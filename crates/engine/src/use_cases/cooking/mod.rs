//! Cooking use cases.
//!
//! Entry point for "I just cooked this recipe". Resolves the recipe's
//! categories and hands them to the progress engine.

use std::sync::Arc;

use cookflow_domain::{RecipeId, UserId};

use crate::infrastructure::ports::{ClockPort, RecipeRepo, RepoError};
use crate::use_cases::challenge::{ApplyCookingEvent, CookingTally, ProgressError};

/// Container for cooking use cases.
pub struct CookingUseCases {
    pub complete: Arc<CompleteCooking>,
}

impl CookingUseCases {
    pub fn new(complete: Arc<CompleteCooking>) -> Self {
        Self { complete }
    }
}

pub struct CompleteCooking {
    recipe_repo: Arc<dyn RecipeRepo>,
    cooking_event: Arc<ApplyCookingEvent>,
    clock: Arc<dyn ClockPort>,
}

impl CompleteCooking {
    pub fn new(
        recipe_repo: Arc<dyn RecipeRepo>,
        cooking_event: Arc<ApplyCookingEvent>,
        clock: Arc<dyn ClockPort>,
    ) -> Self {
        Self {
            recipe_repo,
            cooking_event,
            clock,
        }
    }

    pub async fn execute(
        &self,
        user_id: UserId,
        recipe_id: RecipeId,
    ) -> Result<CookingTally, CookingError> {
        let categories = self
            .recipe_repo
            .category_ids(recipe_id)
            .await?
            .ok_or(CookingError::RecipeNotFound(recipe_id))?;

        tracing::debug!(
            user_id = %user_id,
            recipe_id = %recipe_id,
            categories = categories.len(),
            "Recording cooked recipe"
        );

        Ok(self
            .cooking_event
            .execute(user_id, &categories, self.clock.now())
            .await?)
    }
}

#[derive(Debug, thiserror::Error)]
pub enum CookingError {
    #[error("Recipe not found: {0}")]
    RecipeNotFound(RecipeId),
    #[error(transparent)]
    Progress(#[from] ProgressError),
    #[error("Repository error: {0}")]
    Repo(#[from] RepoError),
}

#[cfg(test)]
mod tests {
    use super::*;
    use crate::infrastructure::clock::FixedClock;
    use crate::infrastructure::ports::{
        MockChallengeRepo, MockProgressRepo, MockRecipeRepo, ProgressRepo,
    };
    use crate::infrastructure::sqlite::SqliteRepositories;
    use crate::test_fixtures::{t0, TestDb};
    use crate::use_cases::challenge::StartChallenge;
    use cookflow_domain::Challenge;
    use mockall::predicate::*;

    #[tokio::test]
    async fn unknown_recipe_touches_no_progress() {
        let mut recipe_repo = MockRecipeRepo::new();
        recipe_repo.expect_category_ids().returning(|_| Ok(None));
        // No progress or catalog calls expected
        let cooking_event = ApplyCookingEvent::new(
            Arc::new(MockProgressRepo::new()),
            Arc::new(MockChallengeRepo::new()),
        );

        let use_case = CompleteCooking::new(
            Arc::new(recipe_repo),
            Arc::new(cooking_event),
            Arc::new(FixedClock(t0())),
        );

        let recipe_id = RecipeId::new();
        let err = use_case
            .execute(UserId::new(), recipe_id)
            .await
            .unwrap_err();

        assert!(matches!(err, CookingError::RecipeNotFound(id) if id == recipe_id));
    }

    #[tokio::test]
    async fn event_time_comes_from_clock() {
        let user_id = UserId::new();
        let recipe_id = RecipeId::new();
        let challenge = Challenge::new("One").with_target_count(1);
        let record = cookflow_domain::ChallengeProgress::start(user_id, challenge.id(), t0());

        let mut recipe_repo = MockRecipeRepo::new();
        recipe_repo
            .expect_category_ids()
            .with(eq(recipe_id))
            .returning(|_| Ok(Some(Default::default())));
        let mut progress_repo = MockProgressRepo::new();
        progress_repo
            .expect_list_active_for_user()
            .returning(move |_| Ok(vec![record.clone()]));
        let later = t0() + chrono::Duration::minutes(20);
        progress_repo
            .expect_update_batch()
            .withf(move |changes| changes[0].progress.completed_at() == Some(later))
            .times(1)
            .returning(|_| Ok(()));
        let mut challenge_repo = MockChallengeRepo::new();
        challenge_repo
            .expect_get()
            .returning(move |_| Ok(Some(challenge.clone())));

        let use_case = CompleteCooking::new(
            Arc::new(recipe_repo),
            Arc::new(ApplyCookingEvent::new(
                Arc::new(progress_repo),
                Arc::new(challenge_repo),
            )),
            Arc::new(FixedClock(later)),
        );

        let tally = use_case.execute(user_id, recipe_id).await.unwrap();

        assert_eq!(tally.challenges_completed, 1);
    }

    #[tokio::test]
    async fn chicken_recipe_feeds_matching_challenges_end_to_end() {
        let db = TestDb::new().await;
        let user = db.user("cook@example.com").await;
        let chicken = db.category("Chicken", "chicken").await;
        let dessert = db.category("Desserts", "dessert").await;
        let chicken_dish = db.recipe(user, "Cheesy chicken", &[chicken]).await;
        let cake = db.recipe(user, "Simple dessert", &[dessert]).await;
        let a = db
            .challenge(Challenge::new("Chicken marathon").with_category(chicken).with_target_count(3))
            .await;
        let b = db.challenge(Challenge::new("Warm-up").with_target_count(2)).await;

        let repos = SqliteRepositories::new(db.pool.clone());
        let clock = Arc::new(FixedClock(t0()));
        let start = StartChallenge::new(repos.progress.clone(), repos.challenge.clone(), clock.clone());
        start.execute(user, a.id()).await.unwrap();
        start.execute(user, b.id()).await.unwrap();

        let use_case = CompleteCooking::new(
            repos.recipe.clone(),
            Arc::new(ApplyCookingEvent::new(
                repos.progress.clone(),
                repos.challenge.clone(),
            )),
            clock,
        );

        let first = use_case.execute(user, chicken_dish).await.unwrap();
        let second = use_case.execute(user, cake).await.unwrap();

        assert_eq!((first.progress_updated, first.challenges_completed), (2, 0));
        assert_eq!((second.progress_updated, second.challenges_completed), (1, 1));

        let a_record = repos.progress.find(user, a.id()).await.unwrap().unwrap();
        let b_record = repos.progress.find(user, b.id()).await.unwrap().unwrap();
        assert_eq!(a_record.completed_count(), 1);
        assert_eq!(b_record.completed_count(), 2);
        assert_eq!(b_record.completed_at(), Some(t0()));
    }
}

******************************

Instructions to follow - The full listing is to be written out again, exactly as shown.

Solved problem -
filename crates/engine/src/use_cases/cooking/mod.rs
//! Cooking use cases.
//!
//! Entry point for "I just cooked this recipe". Resolves the recipe's
//! categories and hands them to the progress engine.

use std::sync::Arc;

use cookflow_domain::{RecipeId, UserId};

use crate::infrastructure::ports::{ClockPort, RecipeRepo, RepoError};
use crate::use_cases::challenge::{ApplyCookingEvent, CookingTally, ProgressError};

/// Container for cooking use cases.
pub struct CookingUseCases {
    pub complete: Arc<CompleteCooking>,
}

impl CookingUseCases {
    pub fn new(complete: Arc<CompleteCooking>) -> Self {
        Self { complete }
    }
}

pub struct CompleteCooking {
    recipe_repo: Arc<dyn RecipeRepo>,
    cooking_event: Arc<ApplyCookingEvent>,
    clock: Arc<dyn ClockPort>,
}

impl CompleteCooking {
    pub fn new(
        recipe_repo: Arc<dyn RecipeRepo>,
        cooking_event: Arc<ApplyCookingEvent>,
        clock: Arc<dyn ClockPort>,
    ) -> Self {
        Self {
            recipe_repo,
            cooking_event,
            clock,
        }
    }

    pub async fn execute(
        &self,
        user_id: UserId,
        recipe_id: RecipeId,
    ) -> Result<CookingTally, CookingError> {
        let categories = self
            .recipe_repo
            .category_ids(recipe_id)
            .await?
            .ok_or(CookingError::RecipeNotFound(recipe_id))?;

        tracing::debug!(
            user_id = %user_id,
            recipe_id = %recipe_id,
            categories = categories.len(),
            "Recording cooked recipe"
        );

        Ok(self
            .cooking_event
            .execute(user_id, &categories, self.clock.now())
            .await?)
    }
}

#[derive(Debug, thiserror::Error)]
pub enum CookingError {
    #[error("Recipe not found: {0}")]
    RecipeNotFound(RecipeId),
    #[error(transparent)]
    Progress(#[from] ProgressError),
    #[error("Repository error: {0}")]
    Repo(#[from] RepoError),
}

#[cfg(test)]
mod tests {
    use super::*;
    use crate::infrastructure::clock::FixedClock;
    use crate::infrastructure::ports::{
        MockChallengeRepo, MockProgressRepo, MockRecipeRepo, ProgressRepo,
    };
    use crate::infrastructure::sqlite::SqliteRepositories;
    use crate::test_fixtures::{t0, TestDb};
    use crate::use_cases::challenge::StartChallenge;
    use cookflow_domain::Challenge;
    use mockall::predicate::*;

    #[tokio::test]
    async fn unknown_recipe_touches_no_progress() {
        let mut recipe_repo = MockRecipeRepo::new();
        recipe_repo.expect_category_ids().returning(|_| Ok(None));
        // No progress or catalog calls expected
        let cooking_event = ApplyCookingEvent::new(
            Arc::new(MockProgressRepo::new()),
            Arc::new(MockChallengeRepo::new()),
        );

        let use_case = CompleteCooking::new(
            Arc::new(recipe_repo),
            Arc::new(cooking_event),
            Arc::new(FixedClock(t0())),
        );

        let recipe_id = RecipeId::new();
        let err = use_case
            .execute(UserId::new(), recipe_id)
            .await
            .unwrap_err();

        assert!(matches!(err, CookingError::RecipeNotFound(id) if id == recipe_id));
    }

    #[tokio::test]
    async fn event_time_comes_from_clock() {
        let user_id = UserId::new();
        let recipe_id = RecipeId::new();
        let challenge = Challenge::new("One").with_target_count(1);
        let record = cookflow_domain::ChallengeProgress::start(user_id, challenge.id(), t0());

        let mut recipe_repo = MockRecipeRepo::new();
        recipe_repo
            .expect_category_ids()
            .with(eq(recipe_id))
            .returning(|_| Ok(Some(Default::default())));
        let mut progress_repo = MockProgressRepo::new();
        progress_repo
            .expect_list_active_for_user()
            .returning(move |_| Ok(vec![record.clone()]));
        let later = t0() + chrono::Duration::minutes(20);
        progress_repo
            .expect_update_batch()
            .withf(move |changes| changes[0].progress.completed_at() == Some(later))
            .times(1)
            .returning(|_| Ok(()));
        let mut challenge_repo = MockChallengeRepo::new();
        challenge_repo
            .expect_get()
            .returning(move |_| Ok(Some(challenge.clone())));

        let use_case = CompleteCooking::new(
            Arc::new(recipe_repo),
            Arc::new(ApplyCookingEvent::new(
                Arc::new(progress_repo),
                Arc::new(challenge_repo),
            )),
            Arc::new(FixedClock(later)),
        );

        let tally = use_case.execute(user_id, recipe_id).await.unwrap();

        assert_eq!(tally.challenges_completed, 1);
    }

    #[tokio::test]
    async fn chicken_recipe_feeds_matching_challenges_end_to_end() {
        let db = TestDb::new().await;
        let user = db.user("cook@example.com").await;
        let chicken = db.category("Chicken", "chicken").await;
        let dessert = db.category("Desserts", "dessert").await;
        let chicken_dish = db.recipe(user, "Cheesy chicken", &[chicken]).await;
        let cake = db.recipe(user, "Simple dessert", &[dessert]).await;
        let a = db
            .challenge(Challenge::new("Chicken marathon").with_category(chicken).with_target_count(3))
            .await;
        let b = db.challenge(Challenge::new("Warm-up").with_target_count(2)).await;

        let repos = SqliteRepositories::new(db.pool.clone());
        let clock = Arc::new(FixedClock(t0()));
        let start = StartChallenge::new(repos.progress.clone(), repos.challenge.clone(), clock.clone());
        start.execute(user, a.id()).await.unwrap();
        start.execute(user, b.id()).await.unwrap();

        let use_case = CompleteCooking::new(
            repos.recipe.clone(),
            Arc::new(ApplyCookingEvent::new(
                repos.progress.clone(),
                repos.challenge.clone(),
            )),
            clock,
        );

        let first = use_case.execute(user, chicken_dish).await.unwrap();
        let second = use_case.execute(user, cake).await.unwrap();

        assert_eq!((first.progress_updated, first.challenges_completed), (2, 0));
        assert_eq!((second.progress_updated, second.challenges_completed), (1, 1));

        let a_record = repos.progress.find(user, a.id()).await.unwrap().unwrap();
        let b_record = repos.progress.find(user, b.id()).await.unwrap().unwrap();
        assert_eq!(a_record.completed_count(), 1);
        assert_eq!(b_record.completed_count(), 2);
        assert_eq!(b_record.completed_at(), Some(t0()));
    }
}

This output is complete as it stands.